The war has a cost that matters to the heartland, and everyone else, and its economic. The war will bring the deficit to 5% of GDP. For the second quarter of last year, 60% of GDP was attributable to military spending. The war makes 5% more money be put into the economy than is being taken out by tax revenue. Bush has counted on military-Keynesian policy to fuel economic growth.
It should be obvious that peace is a better stimulus than war. James Galbraith warned shortly after 9/11 that military-Keynesian wasn't a viable policy because the US was not in a position to stimulate:
...the analogy to World War II mobilization is also misleading. Before World War II, the United States was the world's creditor nation; it enjoyed energy self-sufficiency and did not run a large trade deficit. None of these conditions now hold. As a result, a high-order Keynesian response will have global financial repercussions. To finance a major military or domestic economic effort, or both, risks driving down the dollar on world capital markets.

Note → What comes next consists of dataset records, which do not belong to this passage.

/*
 * SPDX-FileCopyrightText: 2020 Stalwart Labs LLC <hello@stalw.art>
 *
 * SPDX-License-Identifier: Apache-2.0 OR MIT
 */

use serde::Serialize;

use crate::common::{
    address::address_domain,
    headers::HeaderSet,
    parse::{tag_value, D},
};

/// Domains asserted by the visible sender identity and the authentication
/// mechanisms, and whether they match.
#[derive(Debug, Clone, PartialEq, Eq, Default, Serialize)]
pub struct DomainAlignment {
    pub(crate) from_domain: String,
    pub(crate) return_path_domain: String,
    pub(crate) dkim_domain: String,
    pub(crate) spf_aligned: bool,
    pub(crate) dkim_aligned: bool,
}

impl DomainAlignment {
    pub fn new(headers: &HeaderSet) -> Self {
        let from_domain = headers.get("From").map(address_domain).unwrap_or_default();
        let return_path_domain = headers
            .get("Return-Path")
            .map(address_domain)
            .unwrap_or_default();
        let dkim_domain = headers
            .get("DKIM-Signature")
            .map(signature_domain)
            .unwrap_or_default();

        DomainAlignment {
            spf_aligned: is_aligned(&from_domain, &return_path_domain),
            dkim_aligned: is_aligned(&from_domain, &dkim_domain),
            from_domain,
            return_path_domain,
            dkim_domain,
        }
    }

    pub fn from_domain(&self) -> &str {
        &self.from_domain
    }

    pub fn return_path_domain(&self) -> &str {
        &self.return_path_domain
    }

    pub fn dkim_domain(&self) -> &str {
        &self.dkim_domain
    }

    pub fn spf_aligned(&self) -> bool {
        self.spf_aligned
    }

    pub fn dkim_aligned(&self) -> bool {
        self.dkim_aligned
    }
}

/// Value of the first `d=` tag of a DKIM-Signature header.
pub fn signature_domain(value: &str) -> String {
    tag_value(value.as_bytes(), D)
        .and_then(|domain| String::from_utf8(domain).ok())
        .map(|domain| domain.trim().trim_end_matches('.').to_lowercase())
        .unwrap_or_default()
}

// Domains are lowercased on extraction, so alignment is case-insensitive
fn is_aligned(from_domain: &str, domain: &str) -> bool {
    !from_domain.is_empty() && from_domain == domain
}
/*
 * SPDX-FileCopyrightText: 2020 Stalwart Labs LLC <hello@stalw.art>
 *
 * SPDX-License-Identifier: Apache-2.0 OR MIT
 */

use std::{fmt::Display, net::IpAddr};

use serde::Serialize;

pub mod parse;

/// Result asserted by the receiving side for one authentication mechanism.
#[derive(Debug, Clone, Copy, PartialEq, Eq, Hash, Default, Serialize)]
#[serde(rename_all = "lowercase")]
pub enum AuthStatus {
    Pass,
    Fail,
    SoftFail,
    Neutral,
    TempError,
    PermError,
    #[default]
    None,
}

/// Statuses and hints decoded from an `Authentication-Results` header.
#[derive(Debug, Clone, PartialEq, Eq, Default)]
pub struct AuthResults {
    pub(crate) spf: AuthStatus,
    pub(crate) dkim: AuthStatus,
    pub(crate) dmarc: AuthStatus,
    pub(crate) sender_ip: Option<IpAddr>,
    pub(crate) spf_info: String,
}

impl AuthStatus {
    pub fn as_str(&self) -> &'static str {
        match self {
            AuthStatus::Pass => "pass",
            AuthStatus::Fail => "fail",
            AuthStatus::SoftFail => "softfail",
            AuthStatus::Neutral => "neutral",
            AuthStatus::TempError => "temperror",
            AuthStatus::PermError => "permerror",
            AuthStatus::None => "none",
        }
    }

    pub fn is_pass(&self) -> bool {
        *self == AuthStatus::Pass
    }
}

impl Display for AuthStatus {
    fn fmt(&self, f: &mut std::fmt::Formatter<'_>) -> std::fmt::Result {
        f.write_str(self.as_str())
    }
}

impl AuthResults {
    pub fn spf(&self) -> AuthStatus {
        self.spf
    }

    pub fn dkim(&self) -> AuthStatus {
        self.dkim
    }

    pub fn dmarc(&self) -> AuthStatus {
        self.dmarc
    }

    /// Sender address asserted by the receiving side, when syntactically
    /// valid. It may still be private or loopback.
    pub fn sender_ip(&self) -> Option<IpAddr> {
        self.sender_ip
    }

    /// First `spf=...` clause of the header, without its terminating `;`.
    pub fn spf_info(&self) -> &str {
        &self.spf_info
    }
}
/*
 * SPDX-FileCopyrightText: 2020 Stalwart Labs LLC <hello@stalw.art>
 *
 * SPDX-License-Identifier: Apache-2.0 OR MIT
 */

use std::net::IpAddr;

use crate::common::ip::{classify_addr, parse_ip, IpClass};

use super::RelayChain;

/// Picks the most plausible originating address: the receiver's asserted
/// sender IP when it is public, otherwise the earliest public hop address.
pub fn select_origin(hint: Option<IpAddr>, chain: &RelayChain) -> Option<IpAddr> {
    hint.filter(|ip| classify_addr(*ip) == IpClass::Public)
        .or_else(|| {
            chain
                .hops
                .iter()
                .filter_map(|hop| parse_ip(&hop.ip))
                .find(|ip| classify_addr(*ip) == IpClass::Public)
        })
}
/*
 * SPDX-FileCopyrightText: 2020 Stalwart Labs LLC <hello@stalw.art>
 *
 * SPDX-License-Identifier: Apache-2.0 OR MIT
 */

use serde::Serialize;

pub mod chain;
pub mod origin;
pub mod parse;

pub const DEFAULT_PLACEHOLDER_DELAY: f64 = 0.1;

/// One relay step recorded by a `Received` header.
#[derive(Debug, Clone, PartialEq, Default, Serialize)]
pub struct RelayHop {
    pub(crate) hop: usize,
    pub(crate) from: String,
    pub(crate) by: String,
    pub(crate) with: String,
    #[serde(rename = "time_dt")]
    pub(crate) timestamp: Option<i64>,
    pub(crate) time: String,
    pub(crate) delay: f64,
    /// `true` when the hop address is not listed on the DNSBL.
    #[serde(rename = "blacklist")]
    pub(crate) not_listed: Option<bool>,
    pub(crate) ip: String,
}

/// Relay hops in chronological order, earliest first.
#[derive(Debug, Clone, PartialEq, Default, Serialize)]
pub struct RelayChain {
    #[serde(rename = "relays")]
    pub(crate) hops: Vec<RelayHop>,
    pub(crate) total_delay: f64,
}

impl RelayHop {
    /// 1-based position in the chronological chain.
    pub fn hop(&self) -> usize {
        self.hop
    }

    pub fn from(&self) -> &str {
        &self.from
    }

    pub fn by(&self) -> &str {
        &self.by
    }

    pub fn with(&self) -> &str {
        &self.with
    }

    /// Seconds since the Unix epoch.
    pub fn timestamp(&self) -> Option<i64> {
        self.timestamp
    }

    pub fn time(&self) -> &str {
        &self.time
    }

    /// Transit delay from the previous hop, in seconds.
    pub fn delay(&self) -> f64 {
        self.delay
    }

    pub fn ip(&self) -> Option<&str> {
        Some(self.ip.as_str()).filter(|ip| !ip.is_empty())
    }

    /// DNSBL verdict, or `None` before enrichment.
    pub fn is_listed(&self) -> Option<bool> {
        self.not_listed.map(|not_listed| !not_listed)
    }
}

impl RelayChain {
    pub fn hops(&self) -> &[RelayHop] {
        &self.hops
    }

    pub fn total_delay(&self) -> f64 {
        self.total_delay
    }

    pub fn len(&self) -> usize {
        self.hops.len()
    }

    pub fn is_empty(&self) -> bool {
        self.hops.is_empty()
    }
}
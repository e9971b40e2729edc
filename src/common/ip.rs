/*
 * SPDX-FileCopyrightText: 2020 Stalwart Labs LLC <hello@stalw.art>
 *
 * SPDX-License-Identifier: Apache-2.0 OR MIT
 */

use std::{
    net::{IpAddr, Ipv4Addr, Ipv6Addr},
    sync::LazyLock,
};

use regex::Regex;
use serde::Serialize;

// Alternatives are ordered so that, under leftmost-first matching, the
// form with the most groups after `::` is tried first.
static IP_TOKEN: LazyLock<Regex> = LazyLock::new(|| {
    let v4 = r"(?:(?:25[0-5]|2[0-4][0-9]|[01]?[0-9][0-9]?)\.){3}(?:25[0-5]|2[0-4][0-9]|[01]?[0-9][0-9]?)";
    let h = "[0-9a-fA-F]{1,4}";
    let v6 = [
        format!("(?:{h}:){{7}}{h}"),
        format!("(?:{h}:){{1,4}}:{v4}"),
        format!("::(?:ffff(?::0{{1,4}})?:)?{v4}"),
        format!("{h}:(?::{h}){{1,6}}"),
        format!("(?:{h}:){{1,2}}(?::{h}){{1,5}}"),
        format!("(?:{h}:){{1,3}}(?::{h}){{1,4}}"),
        format!("(?:{h}:){{1,4}}(?::{h}){{1,3}}"),
        format!("(?:{h}:){{1,5}}(?::{h}){{1,2}}"),
        format!("(?:{h}:){{1,6}}:{h}"),
        format!("(?:{h}:){{1,7}}:"),
        format!(":(?:(?::{h}){{1,7}}|:)"),
    ]
    .join("|");

    Regex::new(&format!(r"(?:^|[^0-9A-Za-z:.])\[?({v4}|{v6})\]?"))
        .expect("valid IP token pattern")
});

static IPV6_TAG: LazyLock<Regex> =
    LazyLock::new(|| Regex::new(r"(?i)IPv6:").expect("valid IPv6 tag pattern"));

/// Address class of a candidate IP token.
#[derive(Debug, Clone, Copy, PartialEq, Eq, Hash, Serialize)]
#[serde(rename_all = "lowercase")]
pub enum IpClass {
    Invalid,
    Private,
    Loopback,
    Public,
}

/// Returns every IPv4 or IPv6 looking token in `text`, brackets and
/// `IPv6:` address literal tags removed, in order of appearance. Tokens are
/// not validated.
pub fn extract_ips(text: &str) -> Vec<String> {
    let text = IPV6_TAG.replace_all(text, " ");
    IP_TOKEN
        .captures_iter(&text)
        .filter_map(|caps| caps.get(1))
        .map(|m| m.as_str().to_string())
        .collect()
}

/// Strict address syntax check.
pub fn parse_ip(ip: &str) -> Option<IpAddr> {
    ip.trim().parse::<IpAddr>().ok()
}

/// Classifies a candidate address. An empty candidate is private by
/// convention so that it is never chosen as a public origin.
pub fn classify(ip: &str) -> IpClass {
    if ip.trim().is_empty() {
        IpClass::Private
    } else if let Some(addr) = parse_ip(ip) {
        classify_addr(addr)
    } else {
        IpClass::Invalid
    }
}

pub fn classify_addr(addr: IpAddr) -> IpClass {
    match addr {
        IpAddr::V4(addr) => classify_v4(addr),
        IpAddr::V6(addr) => {
            if let Some(mapped) = addr.to_ipv4_mapped() {
                classify_v4(mapped)
            } else if addr.is_loopback() {
                IpClass::Loopback
            } else if is_private_v6(addr) {
                IpClass::Private
            } else {
                IpClass::Public
            }
        }
    }
}

fn classify_v4(addr: Ipv4Addr) -> IpClass {
    if addr.is_loopback() {
        IpClass::Loopback
    } else if is_private_v4(addr) {
        IpClass::Private
    } else {
        IpClass::Public
    }
}

fn is_private_v4(addr: Ipv4Addr) -> bool {
    let [a, b, c, _] = addr.octets();
    addr.is_private()
        || addr.is_link_local()
        || addr.is_broadcast()
        || addr.is_documentation()
        // 0.0.0.0/8
        || a == 0
        // 100.64.0.0/10 shared address space
        || (a == 100 && (b & 0xc0) == 64)
        // 192.0.0.0/24 protocol assignments
        || (a == 192 && b == 0 && c == 0)
        // 198.18.0.0/15 benchmarking
        || (a == 198 && (b & 0xfe) == 18)
        // 240.0.0.0/4 reserved
        || a >= 240
}

fn is_private_v6(addr: Ipv6Addr) -> bool {
    let segments = addr.segments();
    addr.is_unspecified()
        // fc00::/7 unique local
        || (segments[0] & 0xfe00) == 0xfc00
        // fe80::/10 link local
        || (segments[0] & 0xffc0) == 0xfe80
        // 2001:db8::/32 documentation
        || (segments[0] == 0x2001 && segments[1] == 0x0db8)
        // 100::/64 discard only
        || (segments[0] == 0x0100 && segments[1..4] == [0, 0, 0])
}
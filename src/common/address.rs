/*
 * SPDX-FileCopyrightText: 2020 Stalwart Labs LLC <hello@stalw.art>
 *
 * SPDX-License-Identifier: Apache-2.0 OR MIT
 */

use mail_parser::{parsers::MessageStream, Addr, Address, HeaderValue};

/// Returns the lowercased domain of the first address in an RFC 5322
/// address field, or an empty string when the field holds no usable
/// address.
pub fn address_domain(value: &str) -> String {
    // The parser expects a terminated header line
    let value = format!("{value}\n");
    let address = match MessageStream::new(value.as_bytes()).parse_address() {
        HeaderValue::Address(Address::List(list)) => first_address(list),
        HeaderValue::Address(Address::Group(groups)) => groups
            .into_iter()
            .find_map(|group| first_address(group.addresses)),
        _ => None,
    };

    address
        .and_then(|address| {
            address
                .rsplit_once('@')
                .map(|(_, domain)| domain.trim().trim_end_matches('.').to_lowercase())
        })
        .unwrap_or_default()
}

fn first_address(list: Vec<Addr<'_>>) -> Option<String> {
    list.into_iter()
        .find_map(|addr| addr.address.filter(|a| !a.is_empty()))
        .map(|a| a.into_owned())
}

While the economy is in recovery, it is a jobless recovery. Bush's economic record, let alone its favoritism according to Brad De Long, is a failure in potential:
But it is clear that the American economy could have grown much faster: the Bureau of Labor Statistics's household survey reports a drop in the employment/population ratio from 64.4% in 2000 to 62.3% today, the BLS's establishment survey reports a decline in nonfarm payroll employment from 131.8 million in 2000 to 130.2 million today. The story of the U.S. economy since 2000 is one of a remarkably unfavorable business-cycle outcome--a remarkably large shortfall of economic growth relative to potential--indeed.
Dean provided popular differentiation on the issue of the war. If you are reading this, you already know his other issues, values and potential to represent us. But the larger populace has yet to learn this. Dean just gained the position he needs for the other primaries and the process of voter education. He lost some competitors and regained his challenger positioning that allows the media to focus on his positives.

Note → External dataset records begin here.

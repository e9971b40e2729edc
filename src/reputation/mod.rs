/*
 * SPDX-FileCopyrightText: 2020 Stalwart Labs LLC <hello@stalw.art>
 *
 * SPDX-License-Identifier: Apache-2.0 OR MIT
 */

use std::{future::Future, net::IpAddr, time::Duration};

use crate::{Error, IpInfo};

pub const DEFAULT_REPUTATION_URL: &str = "https://ipinfo.io/{ip}/json";

/// Reputation and geolocation metadata for an address. Failures are
/// returned as an [`IpInfo::Error`] value.
pub trait ReputationLookup: Sync + Send {
    fn ip_info(&self, ip: IpAddr) -> impl Future<Output = IpInfo> + Send;
}

/// JSON-over-HTTP reputation service client.
pub struct IpInfoClient {
    client: reqwest::Client,
    url: String,
}

impl IpInfoClient {
    /// `url` may contain an `{ip}` placeholder, replaced by the queried
    /// address.
    pub fn new(url: impl Into<String>, timeout: Duration) -> crate::Result<Self> {
        Ok(IpInfoClient {
            client: reqwest::Client::builder()
                .timeout(timeout)
                .user_agent(concat!("mail-forensics/", env!("CARGO_PKG_VERSION")))
                .build()?,
            url: url.into(),
        })
    }

    pub fn url(&self, ip: IpAddr) -> String {
        self.url.replace("{ip}", &ip.to_string())
    }

    pub async fn fetch(&self, ip: IpAddr) -> crate::Result<serde_json::Value> {
        let response = self.client.get(self.url(ip)).send().await?;
        let status = response.status();
        if status.is_success() {
            Ok(response.json().await?)
        } else {
            Err(Error::HttpStatus(status.as_u16()))
        }
    }
}

impl ReputationLookup for IpInfoClient {
    async fn ip_info(&self, ip: IpAddr) -> IpInfo {
        match self.fetch(ip).await {
            Ok(info) => IpInfo::Found(info),
            Err(err) => {
                tracing::warn!(%ip, %err, "IP reputation lookup failed");
                err.into()
            }
        }
    }
}

impl From<Error> for IpInfo {
    fn from(err: Error) -> Self {
        match err {
            Error::HttpStatus(status) => IpInfo::error("Unable to fetch IP info", status.into()),
            err => IpInfo::error(err.to_string(), None),
        }
    }
}

impl From<reqwest::Error> for Error {
    fn from(err: reqwest::Error) -> Self {
        if err.is_timeout() {
            Error::Timeout
        } else if let Some(status) = err.status() {
            Error::HttpStatus(status.as_u16())
        } else {
            Error::Http(err.to_string())
        }
    }
}
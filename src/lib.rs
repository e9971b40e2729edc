/*
 * SPDX-FileCopyrightText: 2020 Stalwart Labs LLC <hello@stalw.art>
 *
 * SPDX-License-Identifier: Apache-2.0 OR MIT
 */

//! Forensic analysis of email header blocks.
//!
//! The crate takes the raw header section of a message and produces a
//! [`report::ForensicReport`]: the SPF/DKIM/DMARC statuses asserted by the
//! receiving side, whether the asserted domains align with the visible
//! `From` domain, the reconstructed chain of `Received` hops with per-hop
//! transit delay, and the most likely originating IP address.
//!
//! Parsing and reconstruction are pure and synchronous. DNS and reputation
//! lookups are performed by pluggable collaborators (see
//! [`common::resolver::DnsLookup`] and [`reputation::ReputationLookup`])
//! whose failures never abort the analysis.

use std::fmt::Display;

use trust_dns_resolver::proto::op::ResponseCode;

pub mod alignment;
pub mod analyzer;
pub mod auth;
pub mod common;
pub mod relay;
pub mod report;
pub mod reputation;

pub use analyzer::{AnalyzerConfig, ForensicAnalyzer};
pub use auth::{AuthResults, AuthStatus};
pub use common::{headers::HeaderSet, resolver::Resolver};
pub use relay::{RelayChain, RelayHop};
pub use report::{ForensicAnalysis, ForensicReport, IpInfo};

#[derive(Debug, Clone, PartialEq, Eq)]
pub enum Error {
    DnsError(String),
    DnsRecordNotFound(ResponseCode),
    Http(String),
    HttpStatus(u16),
    Timeout,
}

pub type Result<T> = std::result::Result<T, Error>;

impl std::error::Error for Error {}

impl Display for Error {
    fn fmt(&self, f: &mut std::fmt::Formatter<'_>) -> std::fmt::Result {
        match self {
            Error::DnsError(err) => write!(f, "DNS resolution error: {err}"),
            Error::DnsRecordNotFound(code) => write!(f, "DNS record not found: {code}."),
            Error::Http(err) => write!(f, "Request failed: {err}"),
            Error::HttpStatus(status) => write!(f, "Unexpected HTTP status {status}."),
            Error::Timeout => write!(f, "Request timed out"),
        }
    }
}
/*
 * SPDX-FileCopyrightText: 2020 Stalwart Labs LLC <hello@stalw.art>
 *
 * SPDX-License-Identifier: Apache-2.0 OR MIT
 */

pub mod address;
pub mod headers;
pub mod ip;
pub(crate) mod lru;
pub(crate) mod parse;
pub mod resolver;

We know the war was conceieved and executed as a travesty. Now we have the opportunity to learn what the war means. For our economy, the efficiency of a growing government, shattering of international ties, abandonment of domestic issues and our civil liberties.
The Dean Campaign should congratulate itself on finishing in the top three, a traditional position for success. They know its a long hard fight, but don't forget how far they have come, literally from nowhere to emerging to prominance. On to New Hampshire -- and the opportunity for more people to learn more about a great leader on many issues.
UPDATE: Much of the above was drafted before Iowa. It is suggesting the message component of blogs beating TV and how blogs alone are not enough. Also, see Doc's coverage.